It is Saturday night and the Lake District is very full. We have had the most glorious sunset, soft blues fading into pink with a huge moon, all reflected in the still lake. 

I am not expecting to have much time to write to you this evening, so if this is a bit patchy, it is because I keep being interrupted.

We were woken up by something splendid this morning. The postman shoved a small, squishy parcel through the letter box.

It was addressed to Oliver and turned out to be from his new housemaster at Gordonstoun.

Inside was a T-shirt with the school motto, Plus est en vous, which is Latin, and more or less translates as Could Do Better. This could be said to have been the theme of my own school reports.

There was also a page-long friendly letter, welcoming him to Duffus House and telling him that he would have an ace time.

I thought this was splendid.

Oliver thought it was splendid as well, although the T-shirt was in the normal size for a thirteen year old boy, and so would have made him a new overcoat with some left for a shirt.

He is very excited.

I am very excited on his behalf, what a brilliant adventure it is all going to be.

When we got up we ambled about looking at the new conservatory and considering our next moves. You might recall that yesterday Mark offered to move the kitchen into it in order that I would not need to be stuck in the dark underground when the days are full of sunshine.

We considered this.

Then we considered moving our bedroom downstairs and putting the kitchen where our bedroom is.

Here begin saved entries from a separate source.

impl Model {
    pub fn new(options: ModelOptions) -> Model {
        let mut solver = Solver::default();
        let true_bool = BoolVar::new(solver.get_true_literal());
        let spare_domain = solver.new_bounded_integer(0, 0);
        let spare_literal = solver.new_literal();

        Model {
            solver,
            options,
            names: VariableNames::default(),
            auxiliary_counts: EnumMap::default(),
            constants: HashMap::default(),
            true_bool,
            int_layers: HashMap::default(),
            bool_layers: HashMap::default(),
            clues: resolve::ClueCache::default(),
            statistics: ModelStatistics::default(),
            infeasible: false,
            spare_domain,
            spare_literal,
        }
    }

    pub fn options(&self) -> ModelOptions {
        self.options
    }

    pub fn statistics(&self) -> ModelStatistics {
        self.statistics
    }

    pub fn log_statistics(&self) {
        self.statistics.log("model");
    }

    /// Whether a root-level conflict has been found while building the model.
    pub fn is_infeasible(&self) -> bool {
        self.infeasible
    }

    pub fn names(&self) -> &VariableNames {
        &self.names
    }

    /// A human-readable name for `value`.
    pub fn describe(&self, value: impl Into<Value>) -> String {
        match value.into() {
            Value::Literal(value) => value.to_string(),
            Value::Variable(var) => self
                .names
                .tag_of(var.view())
                .map(|tag| self.names.render(tag))
                .unwrap_or_else(|| format!("{:?}", var.view())),
        }
    }

    /// A human-readable name for `var`; negated booleans are prefixed with `!`.
    pub fn describe_bool(&self, var: BoolVar) -> String {
        if let Some(tag) = self.names.tag_of(var.as_int().view()) {
            self.names.render(tag)
        } else if let Some(tag) = self.names.tag_of((!var).as_int().view()) {
            format!("!{}", self.names.render(tag))
        } else {
            self.describe(var)
        }
    }
}
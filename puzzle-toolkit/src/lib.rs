//! # Puzzle toolkit
//! Constraint encodings for compiling pen-and-paper logic puzzles (sudoku variants, shading and
//! loop puzzles, ...) into constraint programming models solved by [Pumpkin](pumpkin_solver).
//!
//! A puzzle is compiled by a rule generator which walks over its rules and clues and calls into
//! this crate:
//! * the [`Model`](model::Model) owns the solver, the per-[`Layer`](grid::Layer) grids of
//!   decision variables, and a cache of resolved clue tokens (see
//!   [`Model::resolve`](model::Model::resolve));
//! * the [`encoders`] provide reified comparisons, boolean connectives, counting, membership,
//!   arithmetic and multiset encodings;
//! * the [`predicates`] build line rules such as renban, whispers, entropic and modular lines,
//!   skyscrapers and X-sums on top of the encoders;
//! * [`connectivity`] forces shaded regions or loops to be connected.
//!
//! # Example
//! A row of three cells holding the digits 1 to 3, in which exactly two skyscrapers are seen
//! from the left and the last cell is given by the clue `"<3"`:
//! ```rust
//! # use puzzle_toolkit::basic_types::rectangle;
//! # use puzzle_toolkit::encoders::all_different;
//! # use puzzle_toolkit::encoders::equal;
//! # use puzzle_toolkit::grid::Layer;
//! # use puzzle_toolkit::model::Model;
//! # use puzzle_toolkit::model::SolveOutcome;
//! # use puzzle_toolkit::predicates::skyscraper;
//! let mut model = Model::default();
//! let cells = rectangle(1, 3).collect::<Vec<_>>();
//! let values = model.add_int_layer(Layer::Values, cells.iter().copied(), 1, 3)?;
//! let row = values.line(&cells)?;
//!
//! all_different(&mut model, row.iter().copied());
//! let seen = skyscraper(&mut model, row.iter().copied());
//! equal(&mut model, seen, 2);
//!
//! let last = model.resolve("<3", 1, 3, "last cell")?;
//! equal(&mut model, row[2], last);
//!
//! let SolveOutcome::Solved(solution) = model.solve() else {
//!     panic!("the row has a solution");
//! };
//! let digits = row.iter().map(|&var| solution.int_value(var)).collect::<Vec<_>>();
//! assert!(digits == [1, 3, 2] || digits == [2, 3, 1]);
//! # Ok::<(), puzzle_toolkit::basic_types::ModelError>(())
//! ```
//!
//! # Errors and infeasibility
//! Malformed puzzle input (an unparsable clue, an empty domain, a missing layer, ...) is reported
//! as a [`ModelError`](basic_types::ModelError). A puzzle without a solution is not an error:
//! [`Model::solve`](model::Model::solve) returns
//! [`SolveOutcome::NoSolution`](model::SolveOutcome::NoSolution).
//!
//! # Logging
//! The crate logs through the [`log`] facade. Root-level infeasibility is logged at `debug`,
//! suspicious but legal input at `warn`, and [model statistics](model::Model::log_statistics) at
//! `info`.
pub mod basic_types;
pub mod connectivity;
pub mod containers;
pub mod encoders;
pub mod grid;
pub mod model;
pub mod predicates;
pub mod variables;

pub use crate::basic_types::Cell;
pub use crate::basic_types::ModelError;
pub use crate::basic_types::ModelResult;
pub use crate::model::Model;
pub use crate::model::SolveOutcome;
pub use crate::variables::BoolVar;
pub use crate::variables::IntVar;
pub use crate::variables::Value;
use itertools::Itertools;
use pumpkin_solver::constraints;

use super::and;
use super::count_equal;
use super::is_equal;
use super::is_not_equal;
use crate::model::Model;
use crate::variables::collect_values;
use crate::variables::BoolVar;
use crate::variables::Value;

/// Enforces that all elements of `values` are pairwise distinct.
pub fn all_different(model: &mut Model, values: impl IntoIterator<Item = impl Into<Value>>) {
    let views = collect_values(values)
        .into_iter()
        .map(|value| model.as_int_var(value).view())
        .collect::<Vec<_>>();
    if views.len() > 1 {
        model.post(|tag| constraints::all_different(views, tag));
    }
}

/// Whether all elements of `values` are pairwise distinct.
pub fn is_all_different(
    model: &mut Model,
    values: impl IntoIterator<Item = impl Into<Value>>,
) -> BoolVar {
    let pairs = collect_values(values)
        .into_iter()
        .tuple_combinations()
        .map(|(a, b)| is_not_equal(model, a, b))
        .collect::<Vec<_>>();
    and(model, &pairs)
}

/// Whether `a` and `b` contain the same values with the same multiplicities.
pub fn compare_multisets(
    model: &mut Model,
    a: impl IntoIterator<Item = impl Into<Value>>,
    b: impl IntoIterator<Item = impl Into<Value>>,
) -> BoolVar {
    let (a, b) = (collect_values(a), collect_values(b));
    if a.len() != b.len() {
        return model.false_bool();
    }

    let checks = a
        .iter()
        .unique()
        .map(|&element| {
            let in_a = count_equal(model, &a, element);
            let in_b = count_equal(model, &b, element);
            is_equal(model, in_a, in_b)
        })
        .collect::<Vec<_>>();
    and(model, &checks)
}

Then we considered putting the living room where the kitchen is and the kitchen where the living room is.

Then we wished that we had a bigger house.

We decided that we did not want a kitchen in the conservatory because I want a banana plantation and also because the butter would melt whenever the sun came out. I would not like that even though we do not use butter much any more, because of Hard To Spell Disease. All the same it would be tiresome. Everything would get warm and the colours would fade.

We decided that we did not want to put the kitchen where the living room is because there is not enough room in the living room, especially now we have got a handy boot cupboard.

We definitely did not want to lose the handy boot cupboard. If I had realised how many boots and bags and coats we have got, I would have made it twice as big, except that we wouldn’t have had a living room at all then. It is stuffed to bursting, especially now that the children are home and we have got camping things and school things and general clutter leaking out all over the place. It is like the shop in the old television programme called Mr. Benn. You could go in there and come out dressed as practically anything. 

We thought that we would not put our bedroom in the kitchen because everything in a kitchen needs a wall to stand against, and there wouldn’t be enough wall space in our bedroom to put all of the wall-shaped things.  

After that we considered pulling the bedroom wall down and having a mezzanine bedroom. I have seen a picture of one of these in a holiday brochure and liked the look of it very much, but Mark said that it was in a bigger house in a hotter country belonging to somebody who had more money to spend. Very few terraced houses in the Lake District have got a mezzanine floor, and there is probably a sensible reason for this.

In the end Mark suggested that we move the existing kitchen around so that my working surface is in the light bit instead of the darkest corner. We both thought that this was a good idea, and also cheaper and involving less effort than everything else, especially Mark’s idea of knocking down the whole back of the house and just rebuilding it as a bigger one.

Obviously we could not do this today, because of electricity and plumbing issues. Instead Oliver came down and we made some cakes together. He had found a recipe in one of his Beano comics for Monster Cakes, so we made those. They were basically a mixture of chocolate and Rice Crispies, with various added extras, although Oliver refused to allow the addition of anything actually interesting, like cherries or dried fruit or rose water or nuts.

We made them with Cheerios, because when we unearthed the Rice Crispies, Oliver pointed out that the sell-by-date was July 2015 and declined to use them despite my protestations that they would probably be perfectly all right. Regular readers might recall that his youthful aspiration was to become a Health And Safety inspector, and he was adamant.

We shared them with the children in the alley, who had just brought me some flowers. I am getting to like having a dozen noisy children in the alley. It is more interesting than peace and quiet.

The picture is my own garden. It is the best bit. The rest is a rubble-strewn building site.